Studio Gebäudelehre

Im Sommersemester 2021 beschäftigte sich das Studio Gebäudelehre mit der Wiener Werkbundsiedlung. Aufgabe war es ein Museum zu planen, das über permanente und wechselnde Ausstellungen verfügt und gleichzeitig einen Mehrwert für die umgebende Nachbarschaft bietet.

Meine Teamkollegin und ich fokussierten uns zuerst auf den Bestand. Wir analysierten die bestehenden Gehwege am Roten Berg, gegenüber der Werkbundsiedlung, und platzierten dann an den Kreuzpunkten unsere Museumsstruktur. Diese besteht aus zwei Ebenen. Die Ausstellungsebene unter der Erde und einer offenen, kommunikativen Ebene an der Oberfläche.

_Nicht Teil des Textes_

//! Plain-text extraction for uploaded documents.
//!
//! The upload's file name decides the parser: `.pdf` goes through `pdf-extract` page by page,
//! `.docx` through `docx-rs`, and `.txt` is decoded as UTF-8 with invalid sequences dropped.
//! Extraction is synchronous and CPU-bound; async callers should run it on the blocking pool.

use serde_json::Value;
use std::fmt;
use std::panic;
use thiserror::Error;

/// Errors raised while turning an upload into plain text.
#[derive(Debug, Error, PartialEq, Eq)]
pub enum ExtractionError {
    /// The file extension is not one of `pdf`, `docx` or `txt`.
    #[error("Unsupported file type: {0:?}")]
    UnsupportedFileType(String),
    /// Extraction succeeded but produced only whitespace.
    #[error("File contains no readable text")]
    NoReadableText,
    /// The PDF parser rejected the document.
    #[error("PDF extraction error: {0}")]
    Pdf(String),
    /// The DOCX parser rejected the document.
    #[error("Word document parsing error: {0}")]
    Docx(String),
}

/// Document formats accepted by the upload endpoint.
#[derive(Debug, Clone, Copy, PartialEq, Eq)]
pub enum DocumentKind {
    /// Portable Document Format.
    Pdf,
    /// Office Open XML word processing document.
    Docx,
    /// UTF-8 plain text.
    Txt,
}

impl DocumentKind {
    /// Resolve the document kind from the extension of `filename`, ignoring case.
    pub fn from_filename(filename: &str) -> Result<Self, ExtractionError> {
        let extension = filename
            .rsplit_once('.')
            .map(|(_, extension)| extension.to_ascii_lowercase())
            .unwrap_or_default();

        match extension.as_str() {
            "pdf" => Ok(Self::Pdf),
            "docx" => Ok(Self::Docx),
            "txt" => Ok(Self::Txt),
            _ => Err(ExtractionError::UnsupportedFileType(extension)),
        }
    }
}

impl fmt::Display for DocumentKind {
    fn fmt(&self, f: &mut fmt::Formatter<'_>) -> fmt::Result {
        f.write_str(match self {
            Self::Pdf => "pdf",
            Self::Docx => "docx",
            Self::Txt => "txt",
        })
    }
}

/// Extract plain text from `bytes`, failing when nothing readable remains.
pub fn extract_text(bytes: &[u8], kind: DocumentKind) -> Result<String, ExtractionError> {
    let text = match kind {
        DocumentKind::Pdf => extract_pdf(bytes)?,
        DocumentKind::Docx => extract_docx(bytes)?,
        DocumentKind::Txt => decode_utf8_ignoring_errors(bytes),
    };

    if text.trim().is_empty() {
        return Err(ExtractionError::NoReadableText);
    }

    tracing::debug!(%kind, bytes = bytes.len(), chars = text.len(), "Extracted document text");
    Ok(text)
}

/// Concatenate the text of every page; image-only pages contribute nothing.
fn extract_pdf(bytes: &[u8]) -> Result<String, ExtractionError> {
    // pdf-extract panics on some malformed inputs instead of returning an error.
    let pages = panic::catch_unwind(|| pdf_extract::extract_text_from_mem_by_pages(bytes))
        .map_err(|_| ExtractionError::Pdf("parser aborted on malformed document".to_string()))?
        .map_err(|error| ExtractionError::Pdf(error.to_string()))?;

    tracing::trace!(pages = pages.len(), "Parsed PDF pages");
    Ok(pages.concat())
}

/// Join the text of top-level body paragraphs with newlines, in document order.
fn extract_docx(bytes: &[u8]) -> Result<String, ExtractionError> {
    let docx =
        docx_rs::read_docx(bytes).map_err(|error| ExtractionError::Docx(error.to_string()))?;
    let json: Value = serde_json::from_str(&docx.json())
        .map_err(|error| ExtractionError::Docx(format!("JSON parsing error: {error}")))?;

    let paragraphs = json
        .pointer("/document/children")
        .and_then(Value::as_array)
        .map(|children| {
            children
                .iter()
                .filter(|child| child.get("type").and_then(Value::as_str) == Some("paragraph"))
                .map(|paragraph| {
                    let mut text = String::new();
                    collect_run_text(paragraph, &mut text);
                    text
                })
                .collect::<Vec<_>>()
        })
        .unwrap_or_default();

    Ok(paragraphs.join("\n"))
}

/// Walk a serialized docx node, appending text runs (including those nested in hyperlinks).
fn collect_run_text(node: &Value, out: &mut String) {
    match node.get("type").and_then(Value::as_str) {
        Some("text") => {
            if let Some(text) = node.pointer("/data/text").and_then(Value::as_str) {
                out.push_str(text);
            }
        }
        Some("tab") => out.push('\t'),
        _ => {
            if let Some(children) = node.pointer("/data/children").and_then(Value::as_array) {
                for child in children {
                    collect_run_text(child, out);
                }
            }
        }
    }
}

/// Decode UTF-8, silently dropping byte sequences that are not valid.
fn decode_utf8_ignoring_errors(bytes: &[u8]) -> String {
    let mut text = String::with_capacity(bytes.len());
    for chunk in bytes.utf8_chunks() {
        text.push_str(chunk.valid());
    }
    text
}
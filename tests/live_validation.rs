use std::{env, sync::Arc};

use summarizepro::{
    config,
    service::{SummarizeApi, SummarizeService},
    summarization::{Summarizer, SummaryLength, build_summarizer},
};

const ARTICLE: &str = "The city council approved a new budget on Tuesday that increases funding \
for public transit, road maintenance and neighborhood parks. Council members debated for several \
hours before voting seven to two in favor. Supporters said the plan would reduce congestion and \
improve safety, while opponents argued that property taxes would rise to cover the new spending.";

fn live_config() -> config::Config {
    config::load_dotenv();
    if env::var("HF_API_TOKEN").map(|v| v.trim().is_empty()).unwrap_or(true) {
        eprintln!("HF_API_TOKEN not set; the hosted API may reject anonymous requests");
    }
    config::init_config().expect("configuration from environment")
}

#[tokio::test]
#[ignore = "Requires a live summarization endpoint"]
async fn live_model_summarizes_article() {
    let config = live_config();
    let summarizer = build_summarizer(&config).expect("summarizer");
    let summary = summarizer
        .summarize(ARTICLE, SummaryLength::default())
        .await
        .expect("summary from live model");
    assert!(!summary.trim().is_empty(), "model returned an empty summary");
    assert!(summary.len() < ARTICLE.len(), "summary should be shorter than input");
}

#[tokio::test]
#[ignore = "Requires a live summarization endpoint"]
async fn live_pipeline_is_deterministic() {
    let config = live_config();
    let service = Arc::new(SummarizeService::from_config(&config).expect("service"));
    let first = service
        .summarize_text(ARTICLE, SummaryLength::default())
        .await
        .expect("first summary");
    let second = service
        .summarize_text(ARTICLE, SummaryLength::default())
        .await
        .expect("second summary");
    assert_eq!(first, second, "greedy decoding should be repeatable");
}
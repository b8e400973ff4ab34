//! Summarization pipeline: validation, extraction, chunking and per-chunk model calls.

use crate::{
    chunking::{ChunkOptions, ChunkingError, OversizedLines, chunk_text},
    config::Config,
    extraction::{DocumentKind, ExtractionError, extract_text},
    metrics::{MetricsSnapshot, SummaryMetrics},
    summarization::{SummarizationClientError, Summarizer, SummaryLength, build_summarizer},
};
use async_trait::async_trait;
use std::sync::Arc;
use thiserror::Error;

/// Errors emitted by the summarization pipeline.
#[derive(Debug, Error)]
pub enum SummarizeError {
    /// Raw text was blank after trimming.
    #[error("Text cannot be empty")]
    EmptyText,
    /// Multipart request carried no `file` part.
    #[error("No file uploaded")]
    MissingFile,
    /// Upload extension is outside the allow-list.
    #[error("Unsupported file type (PDF, DOCX, TXT only)")]
    UnsupportedFileType(String),
    /// Upload produced only whitespace.
    #[error("File contains no readable text")]
    NoReadableText,
    /// Length bounds cannot be satisfied.
    #[error("{0}")]
    InvalidLength(&'static str),
    /// Multipart body could not be decoded.
    #[error("Invalid upload: {0}")]
    InvalidUpload(String),
    /// Request body exceeded the configured size limit.
    #[error("Request body is too large")]
    UploadTooLarge,
    /// Parser failed on a corrupt or unsupported document.
    #[error("Failed to extract text: {0}")]
    Extraction(String),
    /// Chunker was configured with an impossible budget.
    #[error("Failed to chunk text: {0}")]
    Chunking(#[from] ChunkingError),
    /// Model call failed.
    #[error("Summarization failed: {0}")]
    Summarization(#[from] SummarizationClientError),
}

impl From<ExtractionError> for SummarizeError {
    fn from(error: ExtractionError) -> Self {
        match error {
            ExtractionError::UnsupportedFileType(extension) => Self::UnsupportedFileType(extension),
            ExtractionError::NoReadableText => Self::NoReadableText,
            other @ (ExtractionError::Pdf(_) | ExtractionError::Docx(_)) => {
                Self::Extraction(other.to_string())
            }
        }
    }
}

/// A document received through the upload endpoint, fully buffered.
#[derive(Debug, Clone)]
pub struct DocumentUpload {
    /// Client-supplied file name; its extension selects the parser.
    pub filename: String,
    /// Client-declared MIME type, logged only.
    pub content_type: Option<String>,
    /// Raw file contents.
    pub bytes: Vec<u8>,
}

/// Result of a successful summarization.
#[derive(Debug, Clone, PartialEq, Eq)]
pub struct SummaryOutcome {
    /// Per-chunk summaries joined by single spaces, in chunk order.
    pub summary: String,
    /// Number of chunks sent to the model.
    pub chunk_count: usize,
}

/// Abstraction over the pipeline used by the HTTP surface.
#[async_trait]
pub trait SummarizeApi: Send + Sync {
    /// Summarize raw text with caller-supplied length bounds.
    async fn summarize_text(
        &self,
        text: &str,
        length: SummaryLength,
    ) -> Result<SummaryOutcome, SummarizeError>;

    /// Extract, chunk and summarize an uploaded document.
    async fn summarize_document(
        &self,
        upload: DocumentUpload,
        length: SummaryLength,
    ) -> Result<SummaryOutcome, SummarizeError>;

    /// Identifier of the model behind the pipeline.
    fn model(&self) -> &str;

    /// Retrieve the current metrics snapshot for diagnostics.
    fn metrics_snapshot(&self) -> MetricsSnapshot;

    /// Count a request the HTTP layer refused before it reached the pipeline.
    fn record_rejected_request(&self, reason: &str);
}

/// Coordinates chunking and model calls for both endpoints.
///
/// Construct once at startup and share through an `Arc`; the summarizer handle is immutable
/// and the counters are atomic, so concurrent requests need no further locking.
pub struct SummarizeService {
    summarizer: Arc<dyn Summarizer>,
    chunk_options: ChunkOptions,
    metrics: SummaryMetrics,
}

impl SummarizeService {
    /// Build a pipeline around an existing summarizer.
    pub fn new(summarizer: Arc<dyn Summarizer>, chunk_options: ChunkOptions) -> Self {
        Self {
            summarizer,
            chunk_options,
            metrics: SummaryMetrics::new(),
        }
    }

    /// Build the pipeline and its summarizer from configuration.
    pub fn from_config(config: &Config) -> Result<Self, SummarizationClientError> {
        let oversized = if config.chunk_split_oversized_lines {
            OversizedLines::Split
        } else {
            OversizedLines::Keep
        };
        Ok(Self::new(
            build_summarizer(config)?,
            ChunkOptions {
                max_chars: config.chunk_max_chars,
                oversized,
            },
        ))
    }

    async fn run_text(
        &self,
        text: &str,
        length: SummaryLength,
    ) -> Result<SummaryOutcome, SummarizeError> {
        if text.trim().is_empty() {
            return Err(SummarizeError::EmptyText);
        }
        validate_length(length)?;
        self.summarize_chunks(text, length).await
    }

    async fn run_document(
        &self,
        upload: DocumentUpload,
        length: SummaryLength,
    ) -> Result<SummaryOutcome, SummarizeError> {
        let DocumentUpload {
            filename,
            content_type,
            bytes,
        } = upload;
        tracing::info!(
            filename = %filename,
            content_type = content_type.as_deref().unwrap_or("unknown"),
            bytes = bytes.len(),
            "Received document upload"
        );

        let kind = DocumentKind::from_filename(&filename)?;
        validate_length(length)?;

        let text = tokio::task::spawn_blocking(move || extract_text(&bytes, kind))
            .await
            .map_err(|error| {
                SummarizeError::Extraction(format!("extraction task failed: {error}"))
            })??;

        self.summarize_chunks(&text, length).await
    }

    /// Chunk `text` and summarize each chunk in order, joining results with single spaces.
    async fn summarize_chunks(
        &self,
        text: &str,
        length: SummaryLength,
    ) -> Result<SummaryOutcome, SummarizeError> {
        let chunks = chunk_text(text, self.chunk_options)?;
        tracing::debug!(
            chunks = chunks.len(),
            max_chars = self.chunk_options.max_chars,
            max_length = length.max_length,
            min_length = length.min_length,
            "Summarizing chunks"
        );

        let mut summaries = Vec::with_capacity(chunks.len());
        for (index, chunk) in chunks.iter().enumerate() {
            let summary = self.summarizer.summarize(chunk, length).await?;
            tracing::trace!(index, input_chars = chunk.len(), "Chunk summarized");
            summaries.push(summary);
        }

        Ok(SummaryOutcome {
            summary: summaries.join(" "),
            chunk_count: chunks.len(),
        })
    }

    fn track(
        &self,
        result: &Result<SummaryOutcome, SummarizeError>,
        record: fn(&SummaryMetrics, u64),
    ) {
        match result {
            Ok(outcome) => record(&self.metrics, outcome.chunk_count as u64),
            Err(error) => {
                tracing::warn!(error = %error, "Summarization request failed");
                self.metrics.record_failure();
            }
        }
    }
}

fn validate_length(length: SummaryLength) -> Result<(), SummarizeError> {
    if length.max_length == 0 {
        return Err(SummarizeError::InvalidLength(
            "max_length must be greater than zero",
        ));
    }
    if length.min_length > length.max_length {
        return Err(SummarizeError::InvalidLength(
            "min_length must not exceed max_length",
        ));
    }
    Ok(())
}

#[async_trait]
impl SummarizeApi for SummarizeService {
    async fn summarize_text(
        &self,
        text: &str,
        length: SummaryLength,
    ) -> Result<SummaryOutcome, SummarizeError> {
        let result = self.run_text(text, length).await;
        self.track(&result, SummaryMetrics::record_text);
        result
    }

    async fn summarize_document(
        &self,
        upload: DocumentUpload,
        length: SummaryLength,
    ) -> Result<SummaryOutcome, SummarizeError> {
        let result = self.run_document(upload, length).await;
        self.track(&result, SummaryMetrics::record_file);
        result
    }

    fn model(&self) -> &str {
        self.summarizer.model()
    }

    fn metrics_snapshot(&self) -> MetricsSnapshot {
        self.metrics.snapshot()
    }

    fn record_rejected_request(&self, reason: &str) {
        tracing::warn!(reason, "Request rejected before summarization");
        self.metrics.record_failure();
    }
}
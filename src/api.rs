//! HTTP surface for SummarizePro.
//!
//! - `POST /summarize` – Summarize raw text. Body: `{ "text", "max_length"?, "min_length"? }`.
//! - `POST /summarize-file` – Summarize an uploaded PDF, DOCX or TXT file (multipart field
//!   `file`, optional `max_length` / `min_length` fields).
//! - `GET /health` – Liveness plus the model identifier.
//! - `GET /metrics` – Request and chunk counters.
//! - `GET /` and `/static/*` – The pre-built front-end.
//!
//! Errors are returned as `{ "detail": "..." }` with a 4xx status for bad input, 422 for
//! documents the parsers reject and 502 when the model call fails. CORS is fully open.

use crate::service::{DocumentUpload, SummarizeApi, SummarizeError};
use crate::summarization::SummaryLength;
use axum::{
    Json, Router,
    extract::{DefaultBodyLimit, Multipart, State, multipart::Field, rejection::JsonRejection},
    http::StatusCode,
    response::{IntoResponse, Response},
    routing::{get, post},
};
use serde::{Deserialize, Serialize};
use serde_json::json;
use std::path::PathBuf;
use std::sync::Arc;
use tower_http::{
    cors::{Any, CorsLayer},
    services::{ServeDir, ServeFile},
    trace::TraceLayer,
};
use tracing::Instrument;
use uuid::Uuid;

const SERVICE_TITLE: &str = "SummarizePro";

/// Static settings for the router.
#[derive(Debug, Clone)]
pub struct RouterOptions {
    /// Directory with `index.html` and the other front-end assets.
    pub frontend_dir: PathBuf,
    /// Largest accepted request body in bytes.
    pub max_upload_bytes: usize,
}

/// Build the HTTP router exposing the summarization API and the front-end.
pub fn create_router<S>(service: Arc<S>, options: RouterOptions) -> Router
where
    S: SummarizeApi + 'static,
{
    let cors = CorsLayer::new()
        .allow_origin(Any)
        .allow_methods(Any)
        .allow_headers(Any);

    Router::new()
        .route("/summarize", post(summarize_text::<S>))
        .route("/summarize-file", post(summarize_file::<S>))
        .route("/health", get(health::<S>))
        .route("/metrics", get(get_metrics::<S>))
        .route_service("/", ServeFile::new(options.frontend_dir.join("index.html")))
        .nest_service("/static", ServeDir::new(&options.frontend_dir))
        .with_state(service)
        .layer(DefaultBodyLimit::max(options.max_upload_bytes))
        .layer(cors)
        .layer(TraceLayer::new_for_http())
}

/// Request body for `POST /summarize`.
#[derive(Deserialize)]
struct SummarizeRequest {
    /// Raw text to summarize.
    text: String,
    /// Optional bounds, defaulting to 60/20.
    #[serde(flatten)]
    length: SummaryLength,
}

/// Success response shared by both summarization endpoints.
#[derive(Serialize)]
struct SummaryResponse {
    summary: String,
}

/// Summarize raw text.
async fn summarize_text<S>(
    State(service): State<Arc<S>>,
    request: Result<Json<SummarizeRequest>, JsonRejection>,
) -> Result<Json<SummaryResponse>, AppError>
where
    S: SummarizeApi,
{
    let request_id = Uuid::new_v4();
    async move {
        let Json(request) = request.map_err(|rejection| {
            let error = AppError::from(rejection);
            service.record_rejected_request(&error.to_string());
            error
        })?;
        let outcome = service
            .summarize_text(&request.text, request.length)
            .await?;
        tracing::info!(
            chars = request.text.len(),
            chunks = outcome.chunk_count,
            "Summarize request completed"
        );
        Ok::<_, AppError>(Json(SummaryResponse {
            summary: outcome.summary,
        }))
    }
    .instrument(tracing::info_span!("summarize", %request_id))
    .await
}

/// Summarize an uploaded document.
///
/// The upload is buffered in memory; the body limit configured on the router bounds its size.
async fn summarize_file<S>(
    State(service): State<Arc<S>>,
    multipart: Multipart,
) -> Result<Json<SummaryResponse>, AppError>
where
    S: SummarizeApi,
{
    let request_id = Uuid::new_v4();
    async move {
        let (upload, length) = read_upload(multipart).await.map_err(|error| {
            service.record_rejected_request(&error.to_string());
            error
        })?;
        let filename = upload.filename.clone();
        let outcome = service.summarize_document(upload, length).await?;
        tracing::info!(
            filename = %filename,
            chunks = outcome.chunk_count,
            "Summarize-file request completed"
        );
        Ok::<_, AppError>(Json(SummaryResponse {
            summary: outcome.summary,
        }))
    }
    .instrument(tracing::info_span!("summarize_file", %request_id))
    .await
}

/// Collect the `file` part and optional length fields from a multipart body.
async fn read_upload(
    mut multipart: Multipart,
) -> Result<(DocumentUpload, SummaryLength), SummarizeError> {
    let mut upload = None;
    let mut length = SummaryLength::default();

    while let Some(field) = multipart.next_field().await.map_err(multipart_error)? {
        let name = field.name().unwrap_or_default().to_string();
        match name.as_str() {
            "file" => {
                let filename = field.file_name().unwrap_or_default().to_string();
                let content_type = field.content_type().map(str::to_string);
                let bytes = field.bytes().await.map_err(multipart_error)?;
                upload = Some(DocumentUpload {
                    filename,
                    content_type,
                    bytes: bytes.to_vec(),
                });
            }
            "max_length" => length.max_length = read_length_field(field, "max_length").await?,
            "min_length" => length.min_length = read_length_field(field, "min_length").await?,
            other => tracing::debug!(field = other, "Ignoring unexpected multipart field"),
        }
    }

    let upload = upload.ok_or(SummarizeError::MissingFile)?;
    Ok((upload, length))
}

async fn read_length_field(field: Field<'_>, name: &str) -> Result<usize, SummarizeError> {
    let value = field.text().await.map_err(multipart_error)?;
    value.trim().parse().map_err(|_| {
        SummarizeError::InvalidUpload(format!("{name} must be a non-negative integer"))
    })
}

fn multipart_error(error: axum::extract::multipart::MultipartError) -> SummarizeError {
    if error.status() == StatusCode::PAYLOAD_TOO_LARGE {
        SummarizeError::UploadTooLarge
    } else {
        SummarizeError::InvalidUpload(error.body_text())
    }
}

/// Response body for `GET /health`.
#[derive(Serialize)]
struct HealthResponse {
    status: &'static str,
    title: &'static str,
    version: &'static str,
    model: String,
}

/// Report liveness and the model serving requests.
async fn health<S>(State(service): State<Arc<S>>) -> Json<HealthResponse>
where
    S: SummarizeApi,
{
    Json(HealthResponse {
        status: "ok",
        title: SERVICE_TITLE,
        version: env!("CARGO_PKG_VERSION"),
        model: service.model().to_string(),
    })
}

/// Return request and chunk counters.
async fn get_metrics<S>(
    State(service): State<Arc<S>>,
) -> Json<crate::metrics::MetricsSnapshot>
where
    S: SummarizeApi,
{
    Json(service.metrics_snapshot())
}

enum AppError {
    /// Failure reported by the pipeline or by upload decoding.
    Pipeline(SummarizeError),
    /// Body the JSON extractor refused, with the status axum chose for it.
    Rejected { status: StatusCode, message: String },
}

impl AppError {
    fn status(&self) -> StatusCode {
        match self {
            Self::Rejected { status, .. } => *status,
            Self::Pipeline(error) => match error {
                SummarizeError::EmptyText
                | SummarizeError::MissingFile
                | SummarizeError::UnsupportedFileType(_)
                | SummarizeError::NoReadableText
                | SummarizeError::InvalidLength(_)
                | SummarizeError::InvalidUpload(_) => StatusCode::BAD_REQUEST,
                SummarizeError::UploadTooLarge => StatusCode::PAYLOAD_TOO_LARGE,
                SummarizeError::Extraction(_) => StatusCode::UNPROCESSABLE_ENTITY,
                SummarizeError::Chunking(_) => StatusCode::INTERNAL_SERVER_ERROR,
                SummarizeError::Summarization(_) => StatusCode::BAD_GATEWAY,
            },
        }
    }
}

impl std::fmt::Display for AppError {
    fn fmt(&self, f: &mut std::fmt::Formatter<'_>) -> std::fmt::Result {
        match self {
            Self::Pipeline(error) => error.fmt(f),
            Self::Rejected { message, .. } => f.write_str(message),
        }
    }
}

impl IntoResponse for AppError {
    fn into_response(self) -> Response {
        let status = self.status();
        if status.is_server_error() {
            tracing::error!(error = %self, %status, "Request failed");
        }
        (status, Json(json!({ "detail": self.to_string() }))).into_response()
    }
}

impl From<SummarizeError> for AppError {
    fn from(inner: SummarizeError) -> Self {
        Self::Pipeline(inner)
    }
}

impl From<JsonRejection> for AppError {
    fn from(rejection: JsonRejection) -> Self {
        if rejection.status() == StatusCode::PAYLOAD_TOO_LARGE {
            return Self::Pipeline(SummarizeError::UploadTooLarge);
        }
        Self::Rejected {
            status: rejection.status(),
            message: rejection.body_text(),
        }
    }
}
//! Tracing setup.
//!
//! Events go to stdout in compact form and, when the file can be opened, to a log file through a
//! non-blocking writer. Settings are read from the environment, so `.env` must be loaded first.
use std::env;
use std::fs::{self, OpenOptions};
use std::path::{Path, PathBuf};
use std::sync::OnceLock;

use tracing_appender::non_blocking::{NonBlocking, WorkerGuard};
use tracing_subscriber::{EnvFilter, fmt, prelude::*};

const DEFAULT_FILTER: &str = "info";
const DEFAULT_LOG_FILE: &str = "logs/summarize-pro.log";

static LOG_GUARD: OnceLock<WorkerGuard> = OnceLock::new();

/// Log verbosity and destination.
#[derive(Debug, Clone, PartialEq, Eq)]
pub struct LogSettings {
    /// `EnvFilter` directives (`RUST_LOG`, default `info`).
    pub filter: String,
    /// Append target for the file layer (`SUMMARIZE_PRO_LOG_FILE`).
    pub file: PathBuf,
}

impl Default for LogSettings {
    fn default() -> Self {
        Self {
            filter: DEFAULT_FILTER.to_string(),
            file: PathBuf::from(DEFAULT_LOG_FILE),
        }
    }
}

impl LogSettings {
    /// Read `RUST_LOG` and `SUMMARIZE_PRO_LOG_FILE`; blank values fall back to the defaults.
    pub fn from_env() -> Self {
        let defaults = Self::default();
        Self {
            filter: non_blank_var("RUST_LOG").unwrap_or(defaults.filter),
            file: non_blank_var("SUMMARIZE_PRO_LOG_FILE")
                .map(PathBuf::from)
                .unwrap_or(defaults.file),
        }
    }
}

fn non_blank_var(key: &str) -> Option<String> {
    env::var(key).ok().filter(|value| !value.trim().is_empty())
}

/// Install the global subscriber. Call once, before anything logs.
pub fn init_tracing(settings: &LogSettings) {
    let env_filter = EnvFilter::try_new(&settings.filter).unwrap_or_else(|err| {
        eprintln!("Ignoring invalid log filter {:?}: {err}", settings.filter);
        EnvFilter::new(DEFAULT_FILTER)
    });
    let file_layer = open_log_file(&settings.file).map(|writer| {
        fmt::layer()
            .with_writer(writer)
            .with_target(true)
            .with_ansi(false)
            .compact()
    });

    tracing_subscriber::registry()
        .with(env_filter)
        .with(fmt::layer().with_target(false).compact())
        .with(file_layer)
        .init();
}

/// Open `path` for appending, creating its directory. `None` disables file logging.
fn open_log_file(path: &Path) -> Option<NonBlocking> {
    let dir = path.parent().filter(|dir| !dir.as_os_str().is_empty());
    if let Err(err) = dir.map_or(Ok(()), fs::create_dir_all) {
        eprintln!("Failed to create log directory for {}: {err}", path.display());
        return None;
    }

    match OpenOptions::new().create(true).append(true).open(path) {
        Ok(file) => {
            let (writer, guard) = tracing_appender::non_blocking(file);
            let _ = LOG_GUARD.set(guard);
            Some(writer)
        }
        Err(err) => {
            eprintln!("Failed to open log file {}: {err}", path.display());
            None
        }
    }
}

#[cfg(test)]
mod tests {
    use super::*;
    use crate::config::test_env;

    fn scratch_dir(name: &str) -> PathBuf {
        let dir = env::temp_dir().join(format!("summarize-pro-{name}-{}", std::process::id()));
        fs::create_dir_all(&dir).expect("scratch dir");
        dir
    }

    #[test]
    fn defaults_apply_when_variables_are_unset_or_blank() {
        let _env = test_env::lock(&[("RUST_LOG", Some("  ")), ("SUMMARIZE_PRO_LOG_FILE", None)]);

        assert_eq!(LogSettings::from_env(), LogSettings::default());
        assert_eq!(LogSettings::default().filter, "info");
    }

    #[test]
    fn settings_see_values_loaded_from_env_file() {
        let _env = test_env::lock(&[("RUST_LOG", None), ("SUMMARIZE_PRO_LOG_FILE", None)]);
        let dir = scratch_dir("dotenv");
        let log_path = dir.join("service.log");
        let env_file = dir.join(".env");
        fs::write(
            &env_file,
            format!(
                "RUST_LOG=summarizepro=debug\nSUMMARIZE_PRO_LOG_FILE={}\n",
                log_path.display()
            ),
        )
        .expect("write env file");

        dotenvy::from_path(&env_file).expect("load env file");
        let settings = LogSettings::from_env();

        assert_eq!(settings.filter, "summarizepro=debug");
        assert_eq!(settings.file, log_path);
    }

    #[test]
    fn log_file_directory_is_created() {
        let path = scratch_dir("logfile").join("nested").join("out.log");

        assert!(open_log_file(&path).is_some());
        assert!(path.exists());
    }
}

Die Landschaft wird mit Hilfe von Blumenbeeten gestaltet und durch Tiefhöfe bekommt man immer wieder einen Einblick in das Archiv des Wissens. Hochpunkte werden mit einem Café, einer Werkstatt, einem Veranstaltungsraum und einem Ticketshop gesetzt.

Die untere Ebene dient zugleich als Ausstellung, wie auch als Archiv. Die BesucherInnen tauchen in die Ausstellung ab und begeben sich an einen entschleunigten Ort. Man vergisst die Zeit und die Aufmerksamkeit gilt allein den Exponaten.

Wichtig war uns dabei immer wieder der Bezug zwischen den beiden Ebenen. Man bekommt durch die Tiefhöhfe Einblicke und das Archiv wird erlebbar, stellt aus und verwahrt nicht bloß. Die Besucher selbst durchwandern den Nährboden des Wissens.